Radio Canada |  Yolande James pursues diversity and inclusion goals

Radio Canada | Yolande James pursues diversity and inclusion goals

Yolande James has not been idle since she was appointed Radio-Canada’s Director General of Diversity and Inclusion in June 2021. And there are no signs that she will experience a hiatus anytime soon, as she will have to ensure that at least one LGBTQ+ person, visible minority, disabled or indigenous people will occupy a key position in all programming on public broadcasters by 2025.

This is how the former deputy minister and provincial minister remembered it this Monday during our interview. Announced in 2019 by Catherine Tait, president, and CEO of CBC/Radio-Canada, this goal is certainly ambitious, especially as it refers to the producer, writer, director, and lead actor jobs.

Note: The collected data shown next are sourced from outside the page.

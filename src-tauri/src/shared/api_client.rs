/// Appwrite REST APIクライアント
///
/// Appwriteのドキュメント一覧取得エンドポイントとの通信を行う。
/// タイムアウトと接続失敗時のリトライはこの層で扱う。
use crate::shared::config::environment::{ApiConfig, AppwriteSettings};
use crate::shared::errors::{AppError, AppResult};
use log::{debug, info, warn};
use reqwest::{Client, RequestBuilder, Response};
use serde::{de::DeserializeOwned, Deserialize, Serialize};
use serde_json::{Map, Value};
use std::time::Duration;
use url::Url;

/// Appwriteからのエラーレスポンス
#[derive(Debug, Clone, Serialize, Deserialize)]
pub struct AppwriteErrorResponse {
    pub message: String,
    #[serde(default)]
    pub code: Option<u16>,
    #[serde(rename = "type", default)]
    pub error_type: Option<String>,
}

/// ドキュメント一覧レスポンス
#[derive(Debug, Clone, Default, Deserialize)]
pub struct DocumentList {
    #[serde(default)]
    pub total: u64,
    #[serde(default)]
    pub documents: Vec<Map<String, Value>>,
}

/// Appwriteのドキュメント1件
///
/// `$`で始まるメタデータと、それ以外の属性（`data`）に分けて保持する。
#[derive(Debug, Clone, PartialEq)]
pub struct RawDocument {
    pub id: String,
    pub created_at: Option<String>,
    pub updated_at: Option<String>,
    pub data: Map<String, Value>,
}

impl RawDocument {
    /// JSONオブジェクトからドキュメントを構築する
    ///
    /// # 戻り値
    /// `$id`が文字列として存在しない場合はNone
    pub fn from_map(mut map: Map<String, Value>) -> Option<Self> {
        let id = match map.remove("$id") {
            Some(Value::String(id)) if !id.is_empty() => id,
            _ => return None,
        };
        let created_at = take_string(&mut map, "$createdAt");
        let updated_at = take_string(&mut map, "$updatedAt");
        map.retain(|key, _| !key.starts_with('$'));

        Some(Self {
            id,
            created_at,
            updated_at,
            data: map,
        })
    }
}

fn take_string(map: &mut Map<String, Value>, key: &str) -> Option<String> {
    match map.remove(key) {
        Some(Value::String(value)) => Some(value),
        _ => None,
    }
}

/// Appwrite REST APIクライアント
pub struct ApiClient {
    client: Client,
    config: ApiConfig,
}

impl ApiClient {
    /// 環境設定からAPIクライアントを作成
    pub fn new() -> AppResult<Self> {
        Self::new_with_config(ApiConfig::from_env())
    }

    /// 設定を指定してAPIクライアントを作成
    pub fn new_with_config(config: ApiConfig) -> AppResult<Self> {
        config.validate().map_err(AppError::configuration)?;

        let client = Client::builder()
            .timeout(Duration::from_secs(config.timeout_seconds))
            .build()
            .map_err(|e| AppError::configuration(format!("HTTPクライアント初期化失敗: {e}")))?;

        Ok(Self { client, config })
    }

    /// ドキュメント一覧エンドポイントのURLを組み立てる
    ///
    /// IDはパスセグメントとしてパーセントエンコードする。
    pub fn documents_url(settings: &AppwriteSettings) -> AppResult<String> {
        settings.validate()?;

        let endpoint = settings.endpoint.trim_end_matches('/');
        let parsed = Url::parse(endpoint).map_err(|e| {
            AppError::configuration(format!("APPWRITE_ENDPOINTが不正です: {endpoint}: {e}"))
        })?;
        if parsed.scheme() != "http" && parsed.scheme() != "https" {
            return Err(AppError::configuration(format!(
                "APPWRITE_ENDPOINTのスキームが不正です: {}",
                parsed.scheme()
            )));
        }

        Ok(format!(
            "{endpoint}/databases/{}/collections/{}/documents",
            urlencoding::encode(&settings.database_id),
            urlencoding::encode(&settings.collection_id)
        ))
    }

    /// コレクション内の全ドキュメントを取得する
    ///
    /// ページングやクエリは指定しない。
    pub async fn list_documents(&self, settings: &AppwriteSettings) -> AppResult<Vec<RawDocument>> {
        let url = Self::documents_url(settings)?;
        info!(
            "ドキュメント一覧を取得します: database={}, collection={}",
            settings.database_id, settings.collection_id
        );

        let mut request = self
            .client
            .get(&url)
            .header("X-Appwrite-Project", &settings.project_id);

        if let Some(api_key) = &settings.api_key {
            request = request.header("X-Appwrite-Key", api_key);
        }

        let list: DocumentList = self.send_request_with_retry(request, &url).await?;

        let fetched = list.documents.len();
        let documents: Vec<RawDocument> = list
            .documents
            .into_iter()
            .filter_map(|map| {
                let document = RawDocument::from_map(map);
                if document.is_none() {
                    warn!("$idを持たないドキュメントを読み飛ばしました");
                }
                document
            })
            .collect();

        info!(
            "ドキュメント一覧取得成功: total={}, received={fetched}, mapped={}",
            list.total,
            documents.len()
        );
        Ok(documents)
    }

    /// リトライ機能付きでリクエストを送信
    ///
    /// 接続レベルの失敗のみ指数バックオフでリトライし、HTTPエラーはそのまま返す。
    async fn send_request_with_retry<T>(&self, request: RequestBuilder, url: &str) -> AppResult<T>
    where
        T: DeserializeOwned,
    {
        let mut attempts = 0;
        loop {
            let Some(cloned_request) = request.try_clone() else {
                return Err(AppError::backend("リクエストのクローンに失敗しました"));
            };

            match cloned_request.send().await {
                Ok(response) => {
                    if response.status().is_success() {
                        let result: T = response
                            .json()
                            .await
                            .map_err(|e| AppError::backend(format!("回應格式錯誤：{e}")))?;
                        debug!("GETリクエスト成功: url={url}");
                        return Ok(result);
                    }

                    let error_response = Self::handle_error_response(response).await;
                    return Err(AppError::backend(error_response.message));
                }
                Err(e) => {
                    if attempts < self.config.max_retries {
                        attempts += 1;
                        let delay = Duration::from_secs(2_u64.pow(attempts));
                        warn!(
                            "APIリクエスト失敗、リトライします: attempt={attempts}/{}, delay={delay:?}, error={e}",
                            self.config.max_retries
                        );
                        tokio::time::sleep(delay).await;
                        continue;
                    }
                    return Err(AppError::backend(format!("無法連線至 Appwrite：{e}")));
                }
            }
        }
    }

    /// エラーレスポンスを解析する
    ///
    /// Appwriteの構造化エラー（message/code/type）があればそれを使い、
    /// なければHTTPステータスから汎用メッセージを作る。
    async fn handle_error_response(response: Response) -> AppwriteErrorResponse {
        let status_code = response.status().as_u16();
        let response_text = response
            .text()
            .await
            .unwrap_or_else(|_| "レスポンス読み取り失敗".to_string());

        if let Ok(error_response) = serde_json::from_str::<AppwriteErrorResponse>(&response_text) {
            debug!(
                "Appwriteから構造化エラーレスポンスを受信: code={:?}, type={:?}, message={}",
                error_response.code, error_response.error_type, error_response.message
            );
            return error_response;
        }

        warn!("Appwriteから非構造化エラーレスポンス: status={status_code}, body={response_text}");

        AppwriteErrorResponse {
            message: status_message(status_code).to_string(),
            code: Some(status_code),
            error_type: None,
        }
    }
}

/// HTTPステータスに対応するユーザー向けメッセージ
fn status_message(status_code: u16) -> &'static str {
    match status_code {
        400 => "請求格式不正確",
        401 => "驗證失敗，請確認專案 ID 與 API 金鑰",
        403 => "沒有存取此資料的權限",
        404 => "找不到指定的資料庫或集合",
        429 => "請求過於頻繁，請稍後再試",
        500 => "伺服器內部錯誤",
        502 => "與伺服器通訊時發生錯誤",
        503 => "伺服器暫時無法使用",
        504 => "伺服器回應逾時",
        _ => "發生未知錯誤",
    }
}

But like all of the station’s other diversity and inclusion goals, it is of great importance, insists Yolande James. “Diversity is not an opinion; is a reality “

Yolande James took her time before accepting our interview request. Twelve months, to be precise. During our meeting, our interlocutor justified her radio silence by alleging that she had “a lot of work”.

“I wanted to do my homework, put together my team, and establish my action plans. »

achievements

The creation at Radio-Canada of leadership, diversity, and inclusion position raised many questions last summer. Today, Yolande James seems delighted to set the record straight and explain her role, which still seems unclear to some viewers.

“As a public broadcaster, we have given ourselves the mandate to reflect the public, not only in our programming but among our employees. My role is to make it happen. And for this, I have to work in coordination with all sectors: information, television, communications, finance, etc. »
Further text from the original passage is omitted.